**What you have to do**
Below are some entries. Repeat exactly the lines from the one with "self.objects.clear();" through the one with "self.objects.push(item);", and only those.

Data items
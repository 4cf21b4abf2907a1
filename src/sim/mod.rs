//! Frame simulation module
//!
//! All gameplay logic lives here. This module must stay deterministic:
//! - One fixed step per frame
//! - Seeded RNG only
//! - Stable iteration order (pool prefix order)
//! - Drawing only through the `Renderer` seam

pub mod background;
pub mod bullet;
pub mod collision;
pub mod enemy;
pub mod entity;
pub mod pool;
pub mod quadtree;
pub mod rect;
pub mod ship;
pub mod state;
pub mod tick;

pub use background::Background;
pub use bullet::{Bullet, BulletKind};
pub use collision::{Collider, CollisionResolver, Contact, EntityHandle, narrow_phase};
pub use enemy::Enemy;
pub use entity::{Body, Entity, Poolable, Step, Tag};
pub use pool::Pool;
pub use quadtree::{MAX_LEVELS, MAX_OBJECTS, QuadTree, QuadTreeError};
pub use rect::Rect;
pub use ship::Ship;
pub use state::{GameEvent, GamePhase, GameState};
pub use tick::{FrameOutcome, spawn_wave, tick};
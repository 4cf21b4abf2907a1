//! Quadtree broad phase
//!
//! Rebuilt from scratch every frame. Each item lives at the deepest node whose
//! single child quadrant cannot hold it entirely, so a query only has to walk
//! from the root down to the querying box's own node.
//!
//! Quadrants are numbered as below:
//!
//! ```text
//!      |
//!   1  |  0
//!  ----+----
//!   2  |  3
//!      |
//! ```
//!
//! Items lying exactly on a midline belong to neither side and stay at the
//! parent. Items in sibling subtrees are never compared with each other; they
//! are strictly separated by a midline so they cannot overlap.

use thiserror::Error;

use super::rect::Rect;

/// Items held by a node before it splits
pub const MAX_OBJECTS: usize = 10;
/// Depth at which nodes stop splitting
pub const MAX_LEVELS: u32 = 5;

/// Errors raised for malformed boxes
#[derive(Debug, Clone, Copy, PartialEq, Error)]
pub enum QuadTreeError {
    #[error(
        "rectangle must be finite with non-negative size (x: {x}, y: {y}, width: {width}, height: {height})"
    )]
    InvalidRect {
        x: f32,
        y: f32,
        width: f32,
        height: f32,
    },
}

pub type QuadTreeResult<T> = Result<T, QuadTreeError>;

fn check(rect: &Rect) -> QuadTreeResult<()> {
    if rect.is_valid() {
        Ok(())
    } else {
        Err(QuadTreeError::InvalidRect {
            x: rect.x(),
            y: rect.y(),
            width: rect.width(),
            height: rect.height(),
        })
    }
}

/// Anything with a bounding box
pub trait Bounded {
    fn bounds(&self) -> Rect;
}

impl Bounded for Rect {
    fn bounds(&self) -> Rect {
        *self
    }
}

/// Child quadrant of a node
#[derive(Debug, Clone, Copy, PartialEq, Eq)]
pub enum Quadrant {
    NorthEast = 0,
    NorthWest = 1,
    SouthWest = 2,
    SouthEast = 3,
}

#[derive(Debug, Clone)]
pub struct QuadTree<T> {
    bounds: Rect,
    level: u32,
    objects: Vec<T>,
    nodes: Option<Box<[QuadTree<T>; 4]>>,
}

impl<T: Bounded + Clone> QuadTree<T> {
    /// Root node covering `bounds`
    pub fn new(bounds: Rect) -> QuadTreeResult<Self> {
        check(&bounds)?;
        Ok(Self::node(bounds, 0))
    }

    fn node(bounds: Rect, level: u32) -> Self {
        Self {
            bounds,
            level,
            objects: Vec::new(),
            nodes: None,
        }
    }

    pub fn bounds(&self) -> Rect {
        self.bounds
    }

    /// Remove every item and drop all children
    pub fn clear(&mut self) {
        self.objects.clear();
        if let Some(nodes) = self.nodes.as_deref_mut() {
            for node in nodes.iter_mut() {
                node.clear();
            }
        }
        self.nodes = None;
    }

    pub fn insert(&mut self, item: T) -> QuadTreeResult<()> {
        check(&item.bounds())?;
        self.insert_unchecked(item);
        Ok(())
    }

    fn insert_unchecked(&mut self, item: T) {
        if let Some(nodes) = self.nodes.as_deref_mut() {
            if let Some(quadrant) = quadrant_of(&self.bounds, &item.bounds()) {
                nodes[quadrant as usize].insert_unchecked(item);
                return;
            }
        }

        self.objects.push(item);

        if self.objects.len() > MAX_OBJECTS && self.level < MAX_LEVELS {
            if self.nodes.is_none() {
                self.split();
            }
            self.push_down();
        }
    }

    /// Move every held item that fits a single child into that child
    fn push_down(&mut self) {
        let Some(nodes) = self.nodes.as_deref_mut() else {
            return;
        };
        let mut i = 0;
        while i < self.objects.len() {
            match quadrant_of(&self.bounds, &self.objects[i].bounds()) {
                Some(quadrant) => {
                    let item = self.objects.remove(i);
                    nodes[quadrant as usize].insert_unchecked(item);
                }
                None => i += 1,
            }
        }
    }

    fn split(&mut self) {
        let half = self.bounds.size * 0.5;
        let Rect { pos, .. } = self.bounds;
        let level = self.level + 1;
        self.nodes = Some(Box::new([
            Self::node(Rect::new(pos.x + half.x, pos.y, half.x, half.y), level),
            Self::node(Rect::new(pos.x, pos.y, half.x, half.y), level),
            Self::node(Rect::new(pos.x, pos.y + half.y, half.x, half.y), level),
            Self::node(Rect::new(pos.x + half.x, pos.y + half.y, half.x, half.y), level),
        ]));
    }

    /// Append every item that might collide with `rect`: the items stored on
    /// the path from the root down to the node `rect` itself resolves to.
    pub fn query(&self, rect: &Rect, out: &mut Vec<T>) -> QuadTreeResult<()> {
        check(rect)?;
        self.query_unchecked(rect, out);
        Ok(())
    }

    fn query_unchecked(&self, rect: &Rect, out: &mut Vec<T>) {
        if let Some(nodes) = self.nodes.as_deref() {
            if let Some(quadrant) = quadrant_of(&self.bounds, rect) {
                nodes[quadrant as usize].query_unchecked(rect, out);
            }
        }
        out.extend(self.objects.iter().cloned());
    }

    /// Append every item in the tree
    pub fn collect_all(&self, out: &mut Vec<T>) {
        if let Some(nodes) = self.nodes.as_deref() {
            for node in nodes.iter() {
                node.collect_all(out);
            }
        }
        out.extend(self.objects.iter().cloned());
    }

    /// Total number of items
    pub fn len(&self) -> usize {
        let below = self
            .nodes
            .as_deref()
            .map(|nodes| nodes.iter().map(|n| n.len()).sum())
            .unwrap_or(0);
        self.objects.len() + below
    }

    pub fn is_empty(&self) -> bool {
        self.len() == 0
    }

    /// Number of levels below this node, counting itself
    pub fn depth(&self) -> u32 {
        1 + self
            .nodes
            .as_deref()
            .map(|nodes| nodes.iter().map(|n| n.depth()).max().unwrap_or(0))
            .unwrap_or(0)
    }
}

/// Which child of a node with `bounds` fully contains `rect`, if any.
///
/// A box fits a side only when both of its edges lie strictly on that side of
/// the midline and inside the node's own bound.
pub fn quadrant_of(bounds: &Rect, rect: &Rect) -> Option<Quadrant> {
    let mid_x = bounds.x() + bounds.width() / 2.0;
    let mid_y = bounds.y() + bounds.height() / 2.0;

    let top = rect.y() >= bounds.y() && rect.bottom() < mid_y;
    let bottom = rect.y() > mid_y && rect.bottom() <= bounds.bottom();
    let left = rect.x() >= bounds.x() && rect.right() < mid_x;
    let right = rect.x() > mid_x && rect.right() <= bounds.right();

    match (left, right, top, bottom) {
        (true, _, true, _) => Some(Quadrant::NorthWest),
        (true, _, _, true) => Some(Quadrant::SouthWest),
        (_, true, true, _) => Some(Quadrant::NorthEast),
        (_, true, _, true) => Some(Quadrant::SouthEast),
        _ => None,
    }
}
//! Frame pacing
//!
//! The host calls [`FrameScheduler::wait_for_next_frame`] before every tick.
//! A display-synced host would block on vsync here; the native runner sleeps
//! to a fixed deadline instead.

use std::time::{Duration, Instant};

use crate::consts::FRAME_RATE;

/// Number of frame timestamps kept for the FPS estimate
const FPS_WINDOW: usize = 60;

pub trait FrameScheduler {
    /// Block until the next frame is due
    fn wait_for_next_frame(&mut self);
}

/// Sleeps so frames start at most once per interval
#[derive(Debug, Clone)]
pub struct FixedIntervalScheduler {
    interval: Duration,
    /// Start time of the next frame
    deadline: Option<Instant>,
    // FPS tracking
    frame_times: [Option<Instant>; FPS_WINDOW],
    frame_index: usize,
}

impl Default for FixedIntervalScheduler {
    fn default() -> Self {
        Self::new(FRAME_RATE)
    }
}

impl FixedIntervalScheduler {
    pub fn new(frames_per_second: u32) -> Self {
        Self {
            interval: Duration::from_secs_f64(1.0 / frames_per_second.max(1) as f64),
            deadline: None,
            frame_times: [None; FPS_WINDOW],
            frame_index: 0,
        }
    }

    pub fn interval(&self) -> Duration {
        self.interval
    }

    /// Measured frame rate over the last [`FPS_WINDOW`] frames
    pub fn fps(&self) -> Option<f64> {
        let newest = self.frame_times[(self.frame_index + FPS_WINDOW - 1) % FPS_WINDOW]?;
        // Oldest sample is the next slot once the ring has filled
        let (oldest, count) = match self.frame_times[self.frame_index] {
            Some(oldest) => (oldest, FPS_WINDOW),
            None => (self.frame_times[0]?, self.frame_index),
        };
        let elapsed = newest.duration_since(oldest).as_secs_f64();
        if count < 2 || elapsed <= 0.0 {
            return None;
        }
        Some((count - 1) as f64 / elapsed)
    }
}

impl FrameScheduler for FixedIntervalScheduler {
    fn wait_for_next_frame(&mut self) {
        if let Some(deadline) = self.deadline {
            let now = Instant::now();
            if deadline > now {
                std::thread::sleep(deadline - now);
            }
        }

        let now = Instant::now();
        // After a stall, start counting again from now rather than bursting
        self.deadline = Some(match self.deadline {
            Some(deadline) if deadline + self.interval > now => deadline + self.interval,
            _ => now + self.interval,
        });

        self.frame_times[self.frame_index] = Some(now);
        self.frame_index = (self.frame_index + 1) % FPS_WINDOW;
    }
}

/// Runs frames back to back
#[derive(Debug, Clone, Copy, Default)]
pub struct Unpaced;

impl FrameScheduler for Unpaced {
    fn wait_for_next_frame(&mut self) {}
}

**Problem solution**
        self.objects.clear();
        if let Some(nodes) = self.nodes.as_deref_mut() {
            for node in nodes.iter_mut() {
                node.clear();
            }
        }
        self.nodes = None;
    }

    pub fn insert(&mut self, item: T) -> QuadTreeResult<()> {
        check(&item.bounds())?;
        self.insert_unchecked(item);
        Ok(())
    }

    fn insert_unchecked(&mut self, item: T) {
        if let Some(nodes) = self.nodes.as_deref_mut() {
            if let Some(quadrant) = quadrant_of(&self.bounds, &item.bounds()) {
                nodes[quadrant as usize].insert_unchecked(item);
                return;
            }
        }

        self.objects.push(item);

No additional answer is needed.